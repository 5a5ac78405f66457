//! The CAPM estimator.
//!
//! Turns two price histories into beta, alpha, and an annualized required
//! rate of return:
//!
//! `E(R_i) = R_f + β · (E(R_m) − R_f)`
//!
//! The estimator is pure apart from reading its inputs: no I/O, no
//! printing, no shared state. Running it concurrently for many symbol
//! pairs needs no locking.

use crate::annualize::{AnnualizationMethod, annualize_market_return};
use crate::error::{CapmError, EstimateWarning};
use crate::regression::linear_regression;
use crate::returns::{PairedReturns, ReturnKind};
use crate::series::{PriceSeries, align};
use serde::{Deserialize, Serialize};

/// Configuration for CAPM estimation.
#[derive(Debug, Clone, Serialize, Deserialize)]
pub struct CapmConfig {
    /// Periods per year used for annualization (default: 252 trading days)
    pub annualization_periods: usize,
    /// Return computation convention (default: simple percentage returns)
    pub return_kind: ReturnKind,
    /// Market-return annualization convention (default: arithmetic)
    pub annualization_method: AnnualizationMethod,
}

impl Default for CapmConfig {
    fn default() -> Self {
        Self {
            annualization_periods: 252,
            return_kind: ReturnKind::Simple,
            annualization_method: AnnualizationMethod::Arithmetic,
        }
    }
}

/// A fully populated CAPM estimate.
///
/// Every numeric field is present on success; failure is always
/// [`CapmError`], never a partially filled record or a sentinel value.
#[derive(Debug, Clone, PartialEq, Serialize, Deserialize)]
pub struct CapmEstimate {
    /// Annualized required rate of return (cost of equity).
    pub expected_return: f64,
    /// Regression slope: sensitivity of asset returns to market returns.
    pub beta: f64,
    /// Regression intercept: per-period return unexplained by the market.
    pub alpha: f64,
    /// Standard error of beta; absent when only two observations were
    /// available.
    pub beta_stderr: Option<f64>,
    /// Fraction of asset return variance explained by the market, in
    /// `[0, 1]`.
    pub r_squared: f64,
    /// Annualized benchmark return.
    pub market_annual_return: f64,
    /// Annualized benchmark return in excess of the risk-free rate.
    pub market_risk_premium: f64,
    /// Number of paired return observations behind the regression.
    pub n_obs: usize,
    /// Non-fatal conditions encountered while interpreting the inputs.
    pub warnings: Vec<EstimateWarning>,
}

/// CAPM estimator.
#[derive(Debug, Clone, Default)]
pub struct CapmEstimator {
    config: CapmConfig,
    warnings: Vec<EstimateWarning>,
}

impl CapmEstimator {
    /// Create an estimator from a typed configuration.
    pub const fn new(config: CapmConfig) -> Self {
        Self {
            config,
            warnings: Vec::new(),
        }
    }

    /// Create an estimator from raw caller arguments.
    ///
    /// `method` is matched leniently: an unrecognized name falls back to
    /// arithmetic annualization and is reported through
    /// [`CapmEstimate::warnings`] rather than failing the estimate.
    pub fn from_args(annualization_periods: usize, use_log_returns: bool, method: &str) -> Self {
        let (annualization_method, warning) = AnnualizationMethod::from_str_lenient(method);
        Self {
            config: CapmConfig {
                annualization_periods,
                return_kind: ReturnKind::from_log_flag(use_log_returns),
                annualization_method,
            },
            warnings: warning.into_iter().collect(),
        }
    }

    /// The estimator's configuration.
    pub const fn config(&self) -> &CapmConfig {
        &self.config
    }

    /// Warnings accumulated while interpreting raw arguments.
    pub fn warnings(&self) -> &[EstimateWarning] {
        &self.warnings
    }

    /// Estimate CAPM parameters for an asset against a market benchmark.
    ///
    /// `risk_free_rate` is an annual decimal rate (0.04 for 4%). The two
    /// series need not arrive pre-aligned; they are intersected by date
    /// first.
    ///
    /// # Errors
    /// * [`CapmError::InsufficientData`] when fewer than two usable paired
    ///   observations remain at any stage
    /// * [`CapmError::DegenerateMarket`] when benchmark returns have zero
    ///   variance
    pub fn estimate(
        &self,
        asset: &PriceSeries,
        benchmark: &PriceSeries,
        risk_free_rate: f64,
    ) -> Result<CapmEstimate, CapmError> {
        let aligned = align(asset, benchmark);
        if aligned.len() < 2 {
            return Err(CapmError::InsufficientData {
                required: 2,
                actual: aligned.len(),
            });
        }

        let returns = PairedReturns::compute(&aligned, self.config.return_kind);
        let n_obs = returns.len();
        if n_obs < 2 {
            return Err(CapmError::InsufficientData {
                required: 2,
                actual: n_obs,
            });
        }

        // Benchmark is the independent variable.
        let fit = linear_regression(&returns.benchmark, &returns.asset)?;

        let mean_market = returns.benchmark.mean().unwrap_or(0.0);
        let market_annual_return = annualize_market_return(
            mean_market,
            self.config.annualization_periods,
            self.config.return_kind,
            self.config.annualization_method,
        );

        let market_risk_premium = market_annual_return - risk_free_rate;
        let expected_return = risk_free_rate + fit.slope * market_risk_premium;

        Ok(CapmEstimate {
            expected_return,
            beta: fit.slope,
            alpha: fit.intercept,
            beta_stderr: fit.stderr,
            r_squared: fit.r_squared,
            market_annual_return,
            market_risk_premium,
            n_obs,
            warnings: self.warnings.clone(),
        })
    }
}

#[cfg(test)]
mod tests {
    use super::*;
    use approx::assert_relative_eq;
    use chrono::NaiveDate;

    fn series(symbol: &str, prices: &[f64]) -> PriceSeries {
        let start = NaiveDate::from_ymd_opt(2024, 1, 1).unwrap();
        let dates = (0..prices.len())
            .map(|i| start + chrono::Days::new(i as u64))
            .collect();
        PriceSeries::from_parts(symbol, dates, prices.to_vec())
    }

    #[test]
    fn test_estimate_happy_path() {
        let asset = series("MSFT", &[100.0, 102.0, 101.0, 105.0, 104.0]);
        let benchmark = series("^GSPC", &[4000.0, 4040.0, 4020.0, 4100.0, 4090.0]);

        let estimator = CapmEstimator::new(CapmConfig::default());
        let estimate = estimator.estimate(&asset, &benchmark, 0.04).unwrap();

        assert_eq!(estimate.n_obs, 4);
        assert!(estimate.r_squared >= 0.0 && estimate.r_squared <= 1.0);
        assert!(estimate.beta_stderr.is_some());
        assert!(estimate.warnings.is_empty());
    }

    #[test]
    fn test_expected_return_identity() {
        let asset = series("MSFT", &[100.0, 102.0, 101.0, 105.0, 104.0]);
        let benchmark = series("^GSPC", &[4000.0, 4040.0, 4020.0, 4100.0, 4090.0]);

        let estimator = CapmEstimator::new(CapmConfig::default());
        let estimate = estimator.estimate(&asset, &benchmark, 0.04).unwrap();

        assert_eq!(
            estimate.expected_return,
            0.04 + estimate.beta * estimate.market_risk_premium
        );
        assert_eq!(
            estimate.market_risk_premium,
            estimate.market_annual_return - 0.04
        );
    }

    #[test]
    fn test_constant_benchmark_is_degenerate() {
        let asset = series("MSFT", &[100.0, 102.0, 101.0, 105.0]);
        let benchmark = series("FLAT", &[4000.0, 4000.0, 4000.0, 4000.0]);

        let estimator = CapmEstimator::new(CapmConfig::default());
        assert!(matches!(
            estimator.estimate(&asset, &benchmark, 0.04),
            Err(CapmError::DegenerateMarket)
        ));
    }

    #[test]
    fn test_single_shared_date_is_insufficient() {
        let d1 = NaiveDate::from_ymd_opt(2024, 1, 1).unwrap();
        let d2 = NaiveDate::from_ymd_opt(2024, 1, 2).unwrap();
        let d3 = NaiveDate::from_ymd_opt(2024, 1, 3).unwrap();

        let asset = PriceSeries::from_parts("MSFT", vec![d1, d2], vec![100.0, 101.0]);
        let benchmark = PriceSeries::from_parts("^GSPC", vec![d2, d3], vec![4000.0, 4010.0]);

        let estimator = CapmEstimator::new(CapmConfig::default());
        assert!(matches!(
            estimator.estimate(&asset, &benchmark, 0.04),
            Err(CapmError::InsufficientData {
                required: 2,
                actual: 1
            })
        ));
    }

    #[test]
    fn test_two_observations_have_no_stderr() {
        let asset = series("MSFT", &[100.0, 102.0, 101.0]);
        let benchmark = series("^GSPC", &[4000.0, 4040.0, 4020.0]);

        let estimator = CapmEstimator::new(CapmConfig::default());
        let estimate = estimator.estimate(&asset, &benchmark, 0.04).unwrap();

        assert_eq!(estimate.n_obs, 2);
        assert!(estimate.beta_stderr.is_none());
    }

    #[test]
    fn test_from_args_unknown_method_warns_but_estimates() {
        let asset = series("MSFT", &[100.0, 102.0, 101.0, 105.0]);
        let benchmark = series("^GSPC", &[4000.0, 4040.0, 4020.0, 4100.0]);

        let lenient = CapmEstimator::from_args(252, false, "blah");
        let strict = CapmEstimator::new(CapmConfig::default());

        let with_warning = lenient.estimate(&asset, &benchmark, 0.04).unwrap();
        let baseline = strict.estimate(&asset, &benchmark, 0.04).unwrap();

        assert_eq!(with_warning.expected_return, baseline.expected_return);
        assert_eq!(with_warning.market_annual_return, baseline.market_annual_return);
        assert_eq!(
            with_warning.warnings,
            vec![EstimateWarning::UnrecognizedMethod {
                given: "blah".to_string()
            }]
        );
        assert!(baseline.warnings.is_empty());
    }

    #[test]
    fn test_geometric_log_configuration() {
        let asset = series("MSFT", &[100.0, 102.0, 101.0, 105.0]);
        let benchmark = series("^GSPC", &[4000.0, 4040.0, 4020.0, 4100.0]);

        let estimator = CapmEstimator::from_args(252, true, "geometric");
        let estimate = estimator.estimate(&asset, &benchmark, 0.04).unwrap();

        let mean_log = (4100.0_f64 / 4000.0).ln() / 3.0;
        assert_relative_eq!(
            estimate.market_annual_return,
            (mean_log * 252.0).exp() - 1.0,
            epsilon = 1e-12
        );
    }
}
------------------------------------------------
=== Activity ===
Send back an exact copy of only the lines from the line with "estimate.market_annual_return - 0.04" up to and including the line with "4000.0, 4000.0, 4000.0]);" in the data above.

=== Solution to this exercise ===
            estimate.market_annual_return - 0.04
        );
    }

    #[test]
    fn test_constant_benchmark_is_degenerate() {
        let asset = series("MSFT", &[100.0, 102.0, 101.0, 105.0]);
        let benchmark = series("FLAT", &[4000.0, 4000.0, 4000.0, 4000.0]);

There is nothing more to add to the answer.